• PROMPT: The required output is a copy of each line in the material below that includes "serde".

• PROVIDED RECORDS:
++++++++++++++++++++

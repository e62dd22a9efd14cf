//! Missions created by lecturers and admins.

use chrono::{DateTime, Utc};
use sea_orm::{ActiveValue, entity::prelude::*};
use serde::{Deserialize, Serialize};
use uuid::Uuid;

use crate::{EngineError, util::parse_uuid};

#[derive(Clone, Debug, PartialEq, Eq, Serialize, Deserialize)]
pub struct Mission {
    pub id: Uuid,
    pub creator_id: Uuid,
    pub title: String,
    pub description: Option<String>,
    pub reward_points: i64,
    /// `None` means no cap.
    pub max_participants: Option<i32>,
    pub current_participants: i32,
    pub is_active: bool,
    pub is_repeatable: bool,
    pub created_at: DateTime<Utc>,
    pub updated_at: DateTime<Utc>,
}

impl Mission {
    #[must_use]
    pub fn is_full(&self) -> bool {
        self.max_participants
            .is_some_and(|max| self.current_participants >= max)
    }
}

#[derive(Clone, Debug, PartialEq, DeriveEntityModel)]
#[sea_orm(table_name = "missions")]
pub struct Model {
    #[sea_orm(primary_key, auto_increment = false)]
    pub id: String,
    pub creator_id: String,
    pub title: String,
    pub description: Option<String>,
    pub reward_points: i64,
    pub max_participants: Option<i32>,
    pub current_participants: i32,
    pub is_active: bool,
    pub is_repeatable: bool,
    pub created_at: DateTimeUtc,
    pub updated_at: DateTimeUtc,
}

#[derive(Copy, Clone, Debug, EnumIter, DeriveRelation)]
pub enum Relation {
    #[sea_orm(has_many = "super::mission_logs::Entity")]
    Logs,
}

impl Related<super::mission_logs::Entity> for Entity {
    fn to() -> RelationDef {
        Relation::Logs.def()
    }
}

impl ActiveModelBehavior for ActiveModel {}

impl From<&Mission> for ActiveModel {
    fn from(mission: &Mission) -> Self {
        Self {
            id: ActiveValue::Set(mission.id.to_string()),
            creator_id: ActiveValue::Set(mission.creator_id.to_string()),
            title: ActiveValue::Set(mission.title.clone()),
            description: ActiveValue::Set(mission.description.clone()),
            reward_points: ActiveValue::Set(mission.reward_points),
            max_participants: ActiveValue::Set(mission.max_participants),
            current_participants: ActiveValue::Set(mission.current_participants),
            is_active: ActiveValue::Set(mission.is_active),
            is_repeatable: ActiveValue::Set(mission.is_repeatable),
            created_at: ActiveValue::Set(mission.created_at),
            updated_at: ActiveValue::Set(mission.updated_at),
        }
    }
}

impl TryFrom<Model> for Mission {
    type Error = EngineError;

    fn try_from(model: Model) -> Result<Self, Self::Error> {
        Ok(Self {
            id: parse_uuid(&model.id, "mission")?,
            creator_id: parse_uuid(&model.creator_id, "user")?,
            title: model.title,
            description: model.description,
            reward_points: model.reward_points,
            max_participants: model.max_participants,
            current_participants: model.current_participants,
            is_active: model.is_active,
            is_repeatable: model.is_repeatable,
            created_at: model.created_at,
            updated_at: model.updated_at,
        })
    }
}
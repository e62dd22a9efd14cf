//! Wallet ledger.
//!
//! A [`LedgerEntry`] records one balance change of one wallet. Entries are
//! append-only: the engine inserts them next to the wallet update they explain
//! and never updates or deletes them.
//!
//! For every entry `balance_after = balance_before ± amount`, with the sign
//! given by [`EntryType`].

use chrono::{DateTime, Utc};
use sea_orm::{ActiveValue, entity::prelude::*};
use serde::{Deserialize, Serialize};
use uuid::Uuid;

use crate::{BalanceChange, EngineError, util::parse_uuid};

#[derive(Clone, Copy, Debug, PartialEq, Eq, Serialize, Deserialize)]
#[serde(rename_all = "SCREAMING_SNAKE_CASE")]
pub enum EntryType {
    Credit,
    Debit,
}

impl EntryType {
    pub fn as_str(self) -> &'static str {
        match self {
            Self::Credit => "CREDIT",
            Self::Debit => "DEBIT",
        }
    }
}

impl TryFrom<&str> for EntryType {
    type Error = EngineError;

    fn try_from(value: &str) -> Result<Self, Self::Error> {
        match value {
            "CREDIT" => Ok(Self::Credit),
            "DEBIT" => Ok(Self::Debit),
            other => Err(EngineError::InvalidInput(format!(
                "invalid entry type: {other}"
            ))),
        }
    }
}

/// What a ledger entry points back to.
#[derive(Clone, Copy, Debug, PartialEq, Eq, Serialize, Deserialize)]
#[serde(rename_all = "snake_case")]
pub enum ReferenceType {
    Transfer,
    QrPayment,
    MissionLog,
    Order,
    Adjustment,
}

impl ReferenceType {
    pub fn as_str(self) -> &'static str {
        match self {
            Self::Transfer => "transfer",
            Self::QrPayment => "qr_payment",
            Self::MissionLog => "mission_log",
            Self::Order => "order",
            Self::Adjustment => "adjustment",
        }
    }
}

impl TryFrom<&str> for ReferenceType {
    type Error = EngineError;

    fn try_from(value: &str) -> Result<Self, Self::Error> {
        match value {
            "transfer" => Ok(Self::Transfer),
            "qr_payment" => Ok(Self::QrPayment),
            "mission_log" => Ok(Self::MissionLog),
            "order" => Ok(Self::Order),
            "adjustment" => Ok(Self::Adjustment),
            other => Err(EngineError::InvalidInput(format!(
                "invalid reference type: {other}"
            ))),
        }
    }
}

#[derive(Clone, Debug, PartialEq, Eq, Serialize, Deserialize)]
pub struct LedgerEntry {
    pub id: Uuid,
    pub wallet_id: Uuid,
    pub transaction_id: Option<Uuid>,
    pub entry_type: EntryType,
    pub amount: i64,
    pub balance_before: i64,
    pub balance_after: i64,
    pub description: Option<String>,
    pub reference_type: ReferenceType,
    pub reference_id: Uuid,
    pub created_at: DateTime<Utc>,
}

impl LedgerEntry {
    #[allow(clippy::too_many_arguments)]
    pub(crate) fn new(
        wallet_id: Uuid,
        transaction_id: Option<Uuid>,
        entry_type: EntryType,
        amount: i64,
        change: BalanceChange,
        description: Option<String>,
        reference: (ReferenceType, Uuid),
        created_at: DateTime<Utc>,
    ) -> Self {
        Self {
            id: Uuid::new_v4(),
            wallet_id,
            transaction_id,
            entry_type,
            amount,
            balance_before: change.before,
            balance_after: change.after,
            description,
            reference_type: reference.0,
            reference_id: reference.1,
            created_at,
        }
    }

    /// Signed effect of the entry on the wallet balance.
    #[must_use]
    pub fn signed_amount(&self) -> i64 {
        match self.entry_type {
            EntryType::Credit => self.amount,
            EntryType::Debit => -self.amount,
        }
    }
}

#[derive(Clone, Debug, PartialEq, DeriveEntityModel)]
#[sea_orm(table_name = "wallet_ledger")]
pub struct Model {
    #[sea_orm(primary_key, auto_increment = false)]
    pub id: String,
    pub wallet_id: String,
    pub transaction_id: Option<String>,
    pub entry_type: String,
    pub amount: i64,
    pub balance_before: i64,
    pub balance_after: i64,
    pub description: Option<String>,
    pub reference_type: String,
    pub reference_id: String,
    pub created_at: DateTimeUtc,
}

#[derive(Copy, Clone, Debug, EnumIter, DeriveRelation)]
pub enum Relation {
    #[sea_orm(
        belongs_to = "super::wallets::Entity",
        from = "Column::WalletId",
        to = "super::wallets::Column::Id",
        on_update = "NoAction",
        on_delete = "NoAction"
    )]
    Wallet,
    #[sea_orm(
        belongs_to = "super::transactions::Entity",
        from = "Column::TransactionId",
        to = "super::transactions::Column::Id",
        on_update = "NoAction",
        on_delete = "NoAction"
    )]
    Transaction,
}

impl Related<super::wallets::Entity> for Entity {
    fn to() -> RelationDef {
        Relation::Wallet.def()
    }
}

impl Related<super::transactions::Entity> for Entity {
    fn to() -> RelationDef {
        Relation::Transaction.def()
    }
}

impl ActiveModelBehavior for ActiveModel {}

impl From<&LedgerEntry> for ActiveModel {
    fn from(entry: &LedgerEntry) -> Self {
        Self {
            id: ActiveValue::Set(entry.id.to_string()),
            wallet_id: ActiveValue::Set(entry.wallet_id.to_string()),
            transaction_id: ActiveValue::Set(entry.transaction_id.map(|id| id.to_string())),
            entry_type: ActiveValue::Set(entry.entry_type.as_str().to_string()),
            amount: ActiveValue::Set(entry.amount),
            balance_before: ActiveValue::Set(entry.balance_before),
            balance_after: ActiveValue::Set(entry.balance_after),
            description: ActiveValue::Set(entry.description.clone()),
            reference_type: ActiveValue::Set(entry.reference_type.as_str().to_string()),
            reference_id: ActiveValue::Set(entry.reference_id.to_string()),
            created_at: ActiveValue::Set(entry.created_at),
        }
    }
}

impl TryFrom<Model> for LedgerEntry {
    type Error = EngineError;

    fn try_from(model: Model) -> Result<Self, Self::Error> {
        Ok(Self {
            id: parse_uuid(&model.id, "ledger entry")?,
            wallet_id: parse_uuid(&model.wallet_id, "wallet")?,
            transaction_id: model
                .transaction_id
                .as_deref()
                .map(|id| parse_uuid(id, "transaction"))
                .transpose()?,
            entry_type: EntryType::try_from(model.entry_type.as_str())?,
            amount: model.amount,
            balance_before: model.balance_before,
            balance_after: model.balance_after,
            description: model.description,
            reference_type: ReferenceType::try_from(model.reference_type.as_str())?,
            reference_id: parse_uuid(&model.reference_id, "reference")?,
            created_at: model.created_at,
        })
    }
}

++++++++++++++++++++

• EXERCISE SOLUTION:
use serde::{Deserialize, Serialize};
use serde::{Deserialize, Serialize};
#[serde(rename_all = "SCREAMING_SNAKE_CASE")]
#[serde(rename_all = "snake_case")]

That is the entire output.